|Keywords:||SWI/SNF, Brg1, Brm, smooth muscle, knockout|
|Full text PDF:||http://hdl.handle.net/1805/2024|
Indiana University-Purdue University Indianapolis (IUPUI) There are many clinical diseases involving abnormal differentiation of smooth muscle, such as atherosclerosis, hypertension and asthma. In these diseases, one important pathological process is the disruption of the balance between differentiation and proliferation of smooth muscle cells. Serum Response Factor (SRF) has been shown to be a key regulator of smooth muscle differentiation, proliferation and migration through its interaction with various accessory proteins.

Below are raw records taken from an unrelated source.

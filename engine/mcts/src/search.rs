//! MCTS search implementation.
//!
//! Implements the core UCT algorithm:
//! 1. Selection: Traverse tree using UCT to find a leaf
//! 2. Expansion: Sample up to K successors of the leaf as new children
//! 3. Simulation: Play a random game out from the first new child
//! 4. Backpropagation: Update win/visit counts along the path
//!
//! An iteration only mutates the tree once the rollout has succeeded, so a
//! failed iteration leaves every node exactly as it was.

use std::sync::atomic::{AtomicBool, Ordering};
use std::sync::Arc;
use std::time::{Duration, Instant};

use engine_core::{GameError, GameState};
use rand::seq::index;
use rand_chacha::ChaCha20Rng;
use thiserror::Error;
use tracing::{debug, trace};

use crate::config::MctsConfig;
use crate::node::NodeId;
use crate::rollout::{RolloutPolicy, UniformRollout};
use crate::tree::MctsTree;

/// Errors that can occur during MCTS search.
///
/// A game that breaks the [`GameState`] contract, including a non-terminal
/// state without successors, is reported as [`SearchError::Game`]. Misuse of
/// the search itself is [`SearchError::IllegalOperation`].
#[derive(Debug, Error, Clone, PartialEq)]
pub enum SearchError {
    #[error(transparent)]
    Game(#[from] GameError),

    #[error("Illegal operation: {0}")]
    IllegalOperation(String),

    #[error("No search iteration has completed on this tree")]
    SearchNotRun,

    #[error("Root has no children")]
    EmptyTree,

    #[error("Rollout aborted after {plies} plies")]
    RolloutTooLong { plies: u32 },
}

/// A root move with the statistics it was ranked by.
#[derive(Debug, Clone, PartialEq)]
pub struct RankedMove<M> {
    pub mv: M,
    pub simulations: u32,
    pub wins: u32,
}

/// Statistics about a single `run` call.
#[derive(Debug, Clone)]
pub struct SearchStats {
    /// Iterations completed by this call
    pub iterations: u32,
    /// Nodes added to the tree by this call
    pub nodes_created: usize,
    pub elapsed: Duration,
    /// True if the time limit or the stop flag ended the run early
    pub interrupted: bool,
}

/// Result of an MCTS search.
#[derive(Debug, Clone)]
pub struct SearchResult<M> {
    /// Most simulated root move
    pub best_move: M,

    /// All root moves, most simulated first
    pub ranked: Vec<RankedMove<M>>,

    /// Simulations recorded at the root
    pub simulations: u32,

    pub stats: SearchStats,
}

/// MCTS search session.
///
/// Owns the tree for one position. Between searches the session can follow
/// the real game with [`advance`](Self::advance).
pub struct MctsSearch<S: GameState, P = UniformRollout> {
    tree: MctsTree<S>,
    config: MctsConfig,
    policy: P,
    /// Real moves played since the position the session was created with
    ply_offset: u32,
    stop: Arc<AtomicBool>,
}

impl<S: GameState> MctsSearch<S, UniformRollout> {
    /// Create a new search session with the default configuration.
    pub fn new(state: S) -> Self {
        Self::with_config(state, MctsConfig::default())
    }

    /// Create a new search session with the given configuration.
    ///
    /// `state` becomes the ply origin, wherever it came from.
    pub fn with_config(mut state: S, config: MctsConfig) -> Self {
        state.rebase();
        Self {
            tree: MctsTree::new(state),
            policy: UniformRollout::new(config.max_rollout_plies),
            config,
            ply_offset: 0,
            stop: Arc::new(AtomicBool::new(false)),
        }
    }
}

impl<S: GameState, P: RolloutPolicy<S>> MctsSearch<S, P> {
    /// Replace the rollout policy.
    pub fn with_rollout_policy<Q: RolloutPolicy<S>>(self, policy: Q) -> MctsSearch<S, Q> {
        MctsSearch {
            tree: self.tree,
            config: self.config,
            policy,
            ply_offset: self.ply_offset,
            stop: self.stop,
        }
    }

    pub fn config(&self) -> &MctsConfig {
        &self.config
    }

    /// Get the search tree (for inspection/debugging).
    pub fn tree(&self) -> &MctsTree<S> {
        &self.tree
    }

    pub fn ply_offset(&self) -> u32 {
        self.ply_offset
    }

    /// Shared flag that stops a running search after the current iteration.
    ///
    /// The flag is never reset by the search; clear it before reusing it.
    pub fn stop_handle(&self) -> Arc<AtomicBool> {
        Arc::clone(&self.stop)
    }

    /// Run the configured number of simulations.
    pub fn search(&mut self, rng: &mut ChaCha20Rng) -> Result<SearchStats, SearchError> {
        self.run(self.config.num_simulations, self.config.max_children, rng)
    }

    /// Run up to `n_simulations` iterations, expanding at most `max_children`
    /// children per leaf.
    ///
    /// The time limit and stop flag are checked between iterations. The first
    /// failing iteration aborts the run; iterations completed before it stay
    /// recorded in the tree.
    pub fn run(
        &mut self,
        n_simulations: u32,
        max_children: usize,
        rng: &mut ChaCha20Rng,
    ) -> Result<SearchStats, SearchError> {
        self.config
            .clone()
            .with_max_children(max_children)
            .validate()?;

        let start = Instant::now();
        let nodes_before = self.tree.len();
        let mut iterations = 0u32;
        let mut interrupted = false;

        while iterations < n_simulations {
            if self.stop.load(Ordering::Relaxed) {
                interrupted = true;
                break;
            }
            if let Some(limit) = self.config.time_limit {
                if start.elapsed() >= limit {
                    interrupted = true;
                    break;
                }
            }

            self.iterate(max_children, rng)?;
            iterations += 1;

            if self.config.log_interval > 0 && iterations % self.config.log_interval == 0 {
                let root = self.tree.get(self.tree.root());
                debug!(
                    iterations,
                    total = n_simulations,
                    nodes = self.tree.len(),
                    root_win_rate = root.win_rate(),
                    "MCTS progress"
                );
            }
        }

        let stats = SearchStats {
            iterations,
            nodes_created: self.tree.len() - nodes_before,
            elapsed: start.elapsed(),
            interrupted,
        };

        debug!(
            iterations = stats.iterations,
            nodes = self.tree.len(),
            elapsed_ms = stats.elapsed.as_millis() as u64,
            interrupted,
            "MCTS search complete"
        );

        Ok(stats)
    }

    /// Run one select -> expand -> simulate -> backpropagate iteration.
    fn iterate(&mut self, max_children: usize, rng: &mut ChaCha20Rng) -> Result<(), SearchError> {
        let leaf_id = self.select(rng)?;
        let expansion = self.expand(leaf_id, max_children, rng)?;

        let leaf = self.tree.get(leaf_id);
        let (rollout_start, level) = match expansion.first() {
            Some((state, _)) => (state, leaf.node_level + 1),
            None => (&leaf.state, leaf.node_level),
        };
        let terminal = self.policy.playout(rollout_start, rng)?;
        let win = terminal.outcome(level + self.ply_offset)?;

        let expanded = expansion.len();
        let mut simulated = leaf_id;
        for (i, (state, mv)) in expansion.into_iter().enumerate() {
            let child_id = self.tree.add_child(leaf_id, state, mv);
            if i == 0 {
                simulated = child_id;
            }
        }
        self.tree.record_result(simulated, win);

        trace!(
            leaf = leaf_id.0,
            simulated = simulated.0,
            level,
            expanded,
            win,
            "MCTS iteration complete"
        );

        Ok(())
    }

    /// Select a leaf node by traversing the tree using UCT.
    fn select(&self, rng: &mut ChaCha20Rng) -> Result<NodeId, SearchError> {
        let mut current = self.tree.root();
        while let Some(child_id) = self
            .tree
            .select_child(current, self.config.exploration, rng)?
        {
            current = child_id;
        }
        Ok(current)
    }

    /// Sample up to `max_children` successors of a leaf, in sampled order.
    ///
    /// Nothing is attached to the tree here. A terminal leaf yields no
    /// candidates.
    fn expand(
        &self,
        leaf_id: NodeId,
        max_children: usize,
        rng: &mut ChaCha20Rng,
    ) -> Result<Vec<(S, S::Move)>, SearchError> {
        let leaf = self.tree.get(leaf_id);
        if leaf.state.is_terminal() {
            return Ok(Vec::new());
        }

        let successors = leaf.state.successors();
        if successors.is_empty() {
            return Err(GameError::IllegalOperation(format!(
                "non-terminal state at level {} has no successors",
                leaf.node_level
            ))
            .into());
        }

        let amount = max_children.min(successors.len());
        let picked = index::sample(rng, successors.len(), amount);
        let mut slots: Vec<Option<(S, S::Move)>> = successors.into_iter().map(Some).collect();

        Ok(picked
            .into_iter()
            .filter_map(|i| slots[i].take())
            .collect())
    }

    /// The most simulated root move.
    pub fn recommended_move(&self) -> Result<S::Move, SearchError> {
        let root_id = self.tree.root();
        if self.tree.get(root_id).simulations == 0 {
            return Err(SearchError::SearchNotRun);
        }

        let best = self.tree.best_child(root_id).ok_or(SearchError::EmptyTree)?;
        self.tree.get(best).incoming_move.clone().ok_or_else(|| {
            SearchError::IllegalOperation("root child without an incoming move".to_string())
        })
    }

    /// Root moves by descending simulations, ties in insertion order.
    pub fn ranked_moves(&self) -> Vec<RankedMove<S::Move>> {
        self.tree
            .rank_children(self.tree.root())
            .into_iter()
            .filter_map(|id| {
                let node = self.tree.get(id);
                node.incoming_move.clone().map(|mv| RankedMove {
                    mv,
                    simulations: node.simulations,
                    wins: node.wins,
                })
            })
            .collect()
    }

    /// Expected line of play from the root.
    pub fn principal_variation(&self) -> Vec<S::Move> {
        self.tree.principal_variation()
    }

    /// Follow a real move played from the root position.
    ///
    /// With tree reuse enabled and `mv` already explored, its subtree becomes
    /// the new tree. Otherwise the session restarts from the successor
    /// reached by `mv`.
    pub fn advance(&mut self, mv: &S::Move) -> Result<(), SearchError> {
        let root_id = self.tree.root();
        let explored = if self.config.reuse_tree {
            self.tree.child_by_move(root_id, mv)
        } else {
            None
        };

        let reused = explored.is_some();
        match explored {
            Some(child_id) => self.tree.retain_subtree(child_id),
            None => {
                let next = self
                    .tree
                    .get(root_id)
                    .state
                    .successors()
                    .into_iter()
                    .find(|(_, m)| m == mv)
                    .map(|(state, _)| state)
                    .ok_or_else(|| {
                        SearchError::IllegalOperation(format!(
                            "move {:?} is not legal at the root",
                            mv
                        ))
                    })?;
                self.tree = MctsTree::new(next);
            }
        }

        self.ply_offset += 1;

        debug!(
            ?mv,
            reused,
            kept_nodes = self.tree.len(),
            root_simulations = self.tree.get(self.tree.root()).simulations,
            ply_offset = self.ply_offset,
            "MCTS advanced root"
        );

        Ok(())
    }
}

/// Convenience function to run a single MCTS search.
pub fn run_mcts<S: GameState>(
    state: S,
    config: &MctsConfig,
    rng: &mut ChaCha20Rng,
) -> Result<SearchResult<S::Move>, SearchError> {
    let mut search = MctsSearch::with_config(state, config.clone());
    let stats = search.search(rng)?;
    let best_move = search.recommended_move()?;

    Ok(SearchResult {
        best_move,
        ranked: search.ranked_moves(),
        simulations: search.tree.get(search.tree.root()).simulations,
        stats,
    })
}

Myocardin Related Transcrition Factors (MRTFs) are important co-activators of SRF that induce smooth muscle differentiation. Elucidating the mechanism of how MRTFs and SRF discriminate between genes required to regulate smooth muscle differentiation and those regulating proliferation will be a significant step toward finding a cure for these diseases. We hypothesized that SWI/SNF ATPdependent chromatin remodeling complexes, containing Brg1 and Brm, may play a role in this process. Results from western blotting and quantitative reverse transcription - polymerase chain reaction (qRT-PCR) analysis demonstrated that expression of dominant negative Brg1 or knockdown of Brg1 with silence ribonucleic acid (siRNA) attenuated expression of SRF/MRTF dependent smooth muscle-specific genes in primary cultures of smooth muscle cells. Immunoprecipitation assays revealed that Brg1, SRF and MRTFs form a complex in vivo and that Brg1 directly binds MRTFs, but not SRF, in vitro. Results from chromatin immunoprecipitation assays demonstrated that dominant negative Brg1 significantly attenuated SRF binding and the ability of MRTFs to increase SRF binding to the promoters of smooth muscle-specific genes, but not proliferation-related early response genes. The above data suggest that Brg1/Brm containing SWI/SNF complexes play a critical role in differentially regulating expression of SRF/MRTF-dependent genes through controlling the accessibility of SRF/MRTF to their target gene promoters. To examine the role of SWI/SNF in smooth muscle cells in vivo, we have generated mice harboring a smooth muscle-specific knockout of Brg1. Preliminary analysis of these mice revealed defects in gastrointestinal (GI) development, including a significantly shorter gut in Brg1 knockout mice. These data suggest that Brg1-containing SWI/SNF complexes play an important role in the development of the GI tract.